**EXERCISE AIM**
Please set down every entry below exactly as given.

☆ ☆ ☆ ☆ ☆ ☆ ☆

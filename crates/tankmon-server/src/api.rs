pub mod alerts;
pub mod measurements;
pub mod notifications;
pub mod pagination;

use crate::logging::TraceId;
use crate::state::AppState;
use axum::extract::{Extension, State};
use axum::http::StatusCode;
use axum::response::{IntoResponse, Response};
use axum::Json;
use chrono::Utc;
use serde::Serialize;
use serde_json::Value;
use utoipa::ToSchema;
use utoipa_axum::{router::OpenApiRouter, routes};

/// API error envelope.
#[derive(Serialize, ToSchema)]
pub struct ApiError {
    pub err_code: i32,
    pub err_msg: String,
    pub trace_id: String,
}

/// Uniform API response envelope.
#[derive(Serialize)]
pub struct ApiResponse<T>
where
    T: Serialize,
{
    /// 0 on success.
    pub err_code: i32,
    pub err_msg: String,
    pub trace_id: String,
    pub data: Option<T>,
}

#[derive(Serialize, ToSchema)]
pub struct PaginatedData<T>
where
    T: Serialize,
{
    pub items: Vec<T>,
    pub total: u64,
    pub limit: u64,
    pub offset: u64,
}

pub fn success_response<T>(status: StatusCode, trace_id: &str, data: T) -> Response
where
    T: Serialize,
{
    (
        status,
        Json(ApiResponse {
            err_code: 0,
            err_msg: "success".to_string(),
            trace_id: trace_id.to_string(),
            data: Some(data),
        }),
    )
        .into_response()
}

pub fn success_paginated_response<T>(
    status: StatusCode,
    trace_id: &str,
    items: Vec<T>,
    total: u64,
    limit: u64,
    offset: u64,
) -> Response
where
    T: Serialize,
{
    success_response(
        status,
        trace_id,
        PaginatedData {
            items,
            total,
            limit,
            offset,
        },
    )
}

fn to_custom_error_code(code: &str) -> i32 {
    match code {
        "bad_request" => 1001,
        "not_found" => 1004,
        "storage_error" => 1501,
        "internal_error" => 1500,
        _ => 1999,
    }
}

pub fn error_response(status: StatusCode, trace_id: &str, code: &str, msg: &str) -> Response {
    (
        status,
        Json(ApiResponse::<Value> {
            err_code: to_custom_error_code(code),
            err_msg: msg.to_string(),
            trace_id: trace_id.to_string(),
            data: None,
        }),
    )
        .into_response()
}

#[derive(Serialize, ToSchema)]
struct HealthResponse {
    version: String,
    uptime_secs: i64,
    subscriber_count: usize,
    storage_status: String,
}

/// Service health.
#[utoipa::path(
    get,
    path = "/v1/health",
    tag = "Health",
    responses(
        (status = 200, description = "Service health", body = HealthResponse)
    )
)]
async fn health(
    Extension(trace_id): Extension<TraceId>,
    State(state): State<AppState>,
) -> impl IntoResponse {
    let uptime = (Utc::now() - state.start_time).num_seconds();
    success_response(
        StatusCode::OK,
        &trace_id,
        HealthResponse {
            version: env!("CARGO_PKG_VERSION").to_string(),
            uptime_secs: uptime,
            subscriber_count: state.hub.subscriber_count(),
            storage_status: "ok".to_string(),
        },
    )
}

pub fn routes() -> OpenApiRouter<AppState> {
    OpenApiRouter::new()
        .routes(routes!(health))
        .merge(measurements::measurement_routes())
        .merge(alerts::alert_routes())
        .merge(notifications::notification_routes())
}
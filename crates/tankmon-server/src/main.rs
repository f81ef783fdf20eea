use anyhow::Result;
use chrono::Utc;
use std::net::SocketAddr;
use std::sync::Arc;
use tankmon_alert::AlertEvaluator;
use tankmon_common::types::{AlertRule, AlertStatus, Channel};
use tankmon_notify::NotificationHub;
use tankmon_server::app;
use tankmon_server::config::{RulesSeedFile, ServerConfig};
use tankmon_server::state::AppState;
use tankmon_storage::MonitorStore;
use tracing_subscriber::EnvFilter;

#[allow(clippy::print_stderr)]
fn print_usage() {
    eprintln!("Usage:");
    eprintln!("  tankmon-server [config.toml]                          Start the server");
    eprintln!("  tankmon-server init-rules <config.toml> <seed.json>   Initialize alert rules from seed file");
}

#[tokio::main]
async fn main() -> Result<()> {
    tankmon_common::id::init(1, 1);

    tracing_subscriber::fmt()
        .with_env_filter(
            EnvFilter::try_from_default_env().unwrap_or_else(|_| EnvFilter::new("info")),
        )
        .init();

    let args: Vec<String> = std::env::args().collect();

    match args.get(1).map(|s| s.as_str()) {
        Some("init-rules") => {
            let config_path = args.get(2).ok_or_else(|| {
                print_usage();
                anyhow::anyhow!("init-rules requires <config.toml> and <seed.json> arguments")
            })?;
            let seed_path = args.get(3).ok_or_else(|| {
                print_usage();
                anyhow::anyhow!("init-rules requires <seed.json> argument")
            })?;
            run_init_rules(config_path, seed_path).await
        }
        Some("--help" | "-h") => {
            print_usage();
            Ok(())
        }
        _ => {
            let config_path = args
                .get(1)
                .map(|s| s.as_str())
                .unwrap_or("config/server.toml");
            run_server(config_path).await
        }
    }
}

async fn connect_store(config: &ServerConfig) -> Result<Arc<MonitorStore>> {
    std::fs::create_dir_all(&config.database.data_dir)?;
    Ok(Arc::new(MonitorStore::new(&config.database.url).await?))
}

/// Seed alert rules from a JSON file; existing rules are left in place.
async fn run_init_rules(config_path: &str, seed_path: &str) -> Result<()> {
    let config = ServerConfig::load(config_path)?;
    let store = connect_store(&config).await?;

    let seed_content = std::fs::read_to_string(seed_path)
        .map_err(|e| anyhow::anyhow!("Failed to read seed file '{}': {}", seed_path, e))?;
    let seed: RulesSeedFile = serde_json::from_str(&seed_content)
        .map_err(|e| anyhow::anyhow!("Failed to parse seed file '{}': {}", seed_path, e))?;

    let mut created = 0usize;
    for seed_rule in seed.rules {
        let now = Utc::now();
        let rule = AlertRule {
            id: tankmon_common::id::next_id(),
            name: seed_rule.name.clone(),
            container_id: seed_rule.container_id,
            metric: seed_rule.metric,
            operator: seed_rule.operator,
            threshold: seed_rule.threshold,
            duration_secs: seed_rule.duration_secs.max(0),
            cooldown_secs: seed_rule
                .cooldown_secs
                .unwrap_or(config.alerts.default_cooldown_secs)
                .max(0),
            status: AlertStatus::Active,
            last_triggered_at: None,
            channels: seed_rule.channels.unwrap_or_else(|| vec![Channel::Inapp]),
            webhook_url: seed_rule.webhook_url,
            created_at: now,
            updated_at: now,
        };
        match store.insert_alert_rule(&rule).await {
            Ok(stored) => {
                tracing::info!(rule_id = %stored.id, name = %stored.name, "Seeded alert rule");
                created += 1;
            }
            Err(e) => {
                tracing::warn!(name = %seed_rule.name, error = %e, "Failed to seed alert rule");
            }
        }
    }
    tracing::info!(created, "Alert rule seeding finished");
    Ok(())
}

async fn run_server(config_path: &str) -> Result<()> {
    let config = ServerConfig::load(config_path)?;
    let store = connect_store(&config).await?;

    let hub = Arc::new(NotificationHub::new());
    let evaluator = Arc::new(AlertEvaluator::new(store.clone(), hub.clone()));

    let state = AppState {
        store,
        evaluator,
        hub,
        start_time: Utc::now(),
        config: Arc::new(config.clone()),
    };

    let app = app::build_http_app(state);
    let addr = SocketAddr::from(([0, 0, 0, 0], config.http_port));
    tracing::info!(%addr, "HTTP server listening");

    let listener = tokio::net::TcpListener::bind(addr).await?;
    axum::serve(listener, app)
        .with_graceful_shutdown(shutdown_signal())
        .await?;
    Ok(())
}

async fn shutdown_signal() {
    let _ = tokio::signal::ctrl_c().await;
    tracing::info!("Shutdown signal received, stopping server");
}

☆ ☆ ☆ ☆ ☆ ☆ ☆

**TASK RESULT**
filename crates/tankmon-server/src/api.rs
pub mod alerts;
pub mod measurements;
pub mod notifications;
pub mod pagination;

use crate::logging::TraceId;
use crate::state::AppState;
use axum::extract::{Extension, State};
use axum::http::StatusCode;
use axum::response::{IntoResponse, Response};
use axum::Json;
use chrono::Utc;
use serde::Serialize;
use serde_json::Value;
use utoipa::ToSchema;
use utoipa_axum::{router::OpenApiRouter, routes};

/// API error envelope.
#[derive(Serialize, ToSchema)]
pub struct ApiError {
    pub err_code: i32,
    pub err_msg: String,
    pub trace_id: String,
}

/// Uniform API response envelope.
#[derive(Serialize)]
pub struct ApiResponse<T>
where
    T: Serialize,
{
    /// 0 on success.
    pub err_code: i32,
    pub err_msg: String,
    pub trace_id: String,
    pub data: Option<T>,
}

#[derive(Serialize, ToSchema)]
pub struct PaginatedData<T>
where
    T: Serialize,
{
    pub items: Vec<T>,
    pub total: u64,
    pub limit: u64,
    pub offset: u64,
}

pub fn success_response<T>(status: StatusCode, trace_id: &str, data: T) -> Response
where
    T: Serialize,
{
    (
        status,
        Json(ApiResponse {
            err_code: 0,
            err_msg: "success".to_string(),
            trace_id: trace_id.to_string(),
            data: Some(data),
        }),
    )
        .into_response()
}

pub fn success_paginated_response<T>(
    status: StatusCode,
    trace_id: &str,
    items: Vec<T>,
    total: u64,
    limit: u64,
    offset: u64,
) -> Response
where
    T: Serialize,
{
    success_response(
        status,
        trace_id,
        PaginatedData {
            items,
            total,
            limit,
            offset,
        },
    )
}

fn to_custom_error_code(code: &str) -> i32 {
    match code {
        "bad_request" => 1001,
        "not_found" => 1004,
        "storage_error" => 1501,
        "internal_error" => 1500,
        _ => 1999,
    }
}

pub fn error_response(status: StatusCode, trace_id: &str, code: &str, msg: &str) -> Response {
    (
        status,
        Json(ApiResponse::<Value> {
            err_code: to_custom_error_code(code),
            err_msg: msg.to_string(),
            trace_id: trace_id.to_string(),
            data: None,
        }),
    )
        .into_response()
}

#[derive(Serialize, ToSchema)]
struct HealthResponse {
    version: String,
    uptime_secs: i64,
    subscriber_count: usize,
    storage_status: String,
}

/// Service health.
#[utoipa::path(
    get,
    path = "/v1/health",
    tag = "Health",
    responses(
        (status = 200, description = "Service health", body = HealthResponse)
    )
)]
async fn health(
    Extension(trace_id): Extension<TraceId>,
    State(state): State<AppState>,
) -> impl IntoResponse {
    let uptime = (Utc::now() - state.start_time).num_seconds();
    success_response(
        StatusCode::OK,
        &trace_id,
        HealthResponse {
            version: env!("CARGO_PKG_VERSION").to_string(),
            uptime_secs: uptime,
            subscriber_count: state.hub.subscriber_count(),
            storage_status: "ok".to_string(),
        },
    )
}

pub fn routes() -> OpenApiRouter<AppState> {
    OpenApiRouter::new()
        .routes(routes!(health))
        .merge(measurements::measurement_routes())
        .merge(alerts::alert_routes())
        .merge(notifications::notification_routes())
}
filename crates/tankmon-server/src/main.rs
repository f81ef783fdf20eea
use anyhow::Result;
use chrono::Utc;
use std::net::SocketAddr;
use std::sync::Arc;
use tankmon_alert::AlertEvaluator;
use tankmon_common::types::{AlertRule, AlertStatus, Channel};
use tankmon_notify::NotificationHub;
use tankmon_server::app;
use tankmon_server::config::{RulesSeedFile, ServerConfig};
use tankmon_server::state::AppState;
use tankmon_storage::MonitorStore;
use tracing_subscriber::EnvFilter;

#[allow(clippy::print_stderr)]
fn print_usage() {
    eprintln!("Usage:");
    eprintln!("  tankmon-server [config.toml]                          Start the server");
    eprintln!("  tankmon-server init-rules <config.toml> <seed.json>   Initialize alert rules from seed file");
}

#[tokio::main]
async fn main() -> Result<()> {
    tankmon_common::id::init(1, 1);

    tracing_subscriber::fmt()
        .with_env_filter(
            EnvFilter::try_from_default_env().unwrap_or_else(|_| EnvFilter::new("info")),
        )
        .init();

    let args: Vec<String> = std::env::args().collect();

    match args.get(1).map(|s| s.as_str()) {
        Some("init-rules") => {
            let config_path = args.get(2).ok_or_else(|| {
                print_usage();
                anyhow::anyhow!("init-rules requires <config.toml> and <seed.json> arguments")
            })?;
            let seed_path = args.get(3).ok_or_else(|| {
                print_usage();
                anyhow::anyhow!("init-rules requires <seed.json> argument")
            })?;
            run_init_rules(config_path, seed_path).await
        }
        Some("--help" | "-h") => {
            print_usage();
            Ok(())
        }
        _ => {
            let config_path = args
                .get(1)
                .map(|s| s.as_str())
                .unwrap_or("config/server.toml");
            run_server(config_path).await
        }
    }
}

async fn connect_store(config: &ServerConfig) -> Result<Arc<MonitorStore>> {
    std::fs::create_dir_all(&config.database.data_dir)?;
    Ok(Arc::new(MonitorStore::new(&config.database.url).await?))
}

/// Seed alert rules from a JSON file; existing rules are left in place.
async fn run_init_rules(config_path: &str, seed_path: &str) -> Result<()> {
    let config = ServerConfig::load(config_path)?;
    let store = connect_store(&config).await?;

    let seed_content = std::fs::read_to_string(seed_path)
        .map_err(|e| anyhow::anyhow!("Failed to read seed file '{}': {}", seed_path, e))?;
    let seed: RulesSeedFile = serde_json::from_str(&seed_content)
        .map_err(|e| anyhow::anyhow!("Failed to parse seed file '{}': {}", seed_path, e))?;

    let mut created = 0usize;
    for seed_rule in seed.rules {
        let now = Utc::now();
        let rule = AlertRule {
            id: tankmon_common::id::next_id(),
            name: seed_rule.name.clone(),
            container_id: seed_rule.container_id,
            metric: seed_rule.metric,
            operator: seed_rule.operator,
            threshold: seed_rule.threshold,
            duration_secs: seed_rule.duration_secs.max(0),
            cooldown_secs: seed_rule
                .cooldown_secs
                .unwrap_or(config.alerts.default_cooldown_secs)
                .max(0),
            status: AlertStatus::Active,
            last_triggered_at: None,
            channels: seed_rule.channels.unwrap_or_else(|| vec![Channel::Inapp]),
            webhook_url: seed_rule.webhook_url,
            created_at: now,
            updated_at: now,
        };
        match store.insert_alert_rule(&rule).await {
            Ok(stored) => {
                tracing::info!(rule_id = %stored.id, name = %stored.name, "Seeded alert rule");
                created += 1;
            }
            Err(e) => {
                tracing::warn!(name = %seed_rule.name, error = %e, "Failed to seed alert rule");
            }
        }
    }
    tracing::info!(created, "Alert rule seeding finished");
    Ok(())
}

async fn run_server(config_path: &str) -> Result<()> {
    let config = ServerConfig::load(config_path)?;
    let store = connect_store(&config).await?;

    let hub = Arc::new(NotificationHub::new());
    let evaluator = Arc::new(AlertEvaluator::new(store.clone(), hub.clone()));

    let state = AppState {
        store,
        evaluator,
        hub,
        start_time: Utc::now(),
        config: Arc::new(config.clone()),
    };

    let app = app::build_http_app(state);
    let addr = SocketAddr::from(([0, 0, 0, 0], config.http_port));
    tracing::info!(%addr, "HTTP server listening");

    let listener = tokio::net::TcpListener::bind(addr).await?;
    axum::serve(listener, app)
        .with_graceful_shutdown(shutdown_signal())
        .await?;
    Ok(())
}

async fn shutdown_signal() {
    let _ = tokio::signal::ctrl_c().await;
    tracing::info!("Shutdown signal received, stopping server");
}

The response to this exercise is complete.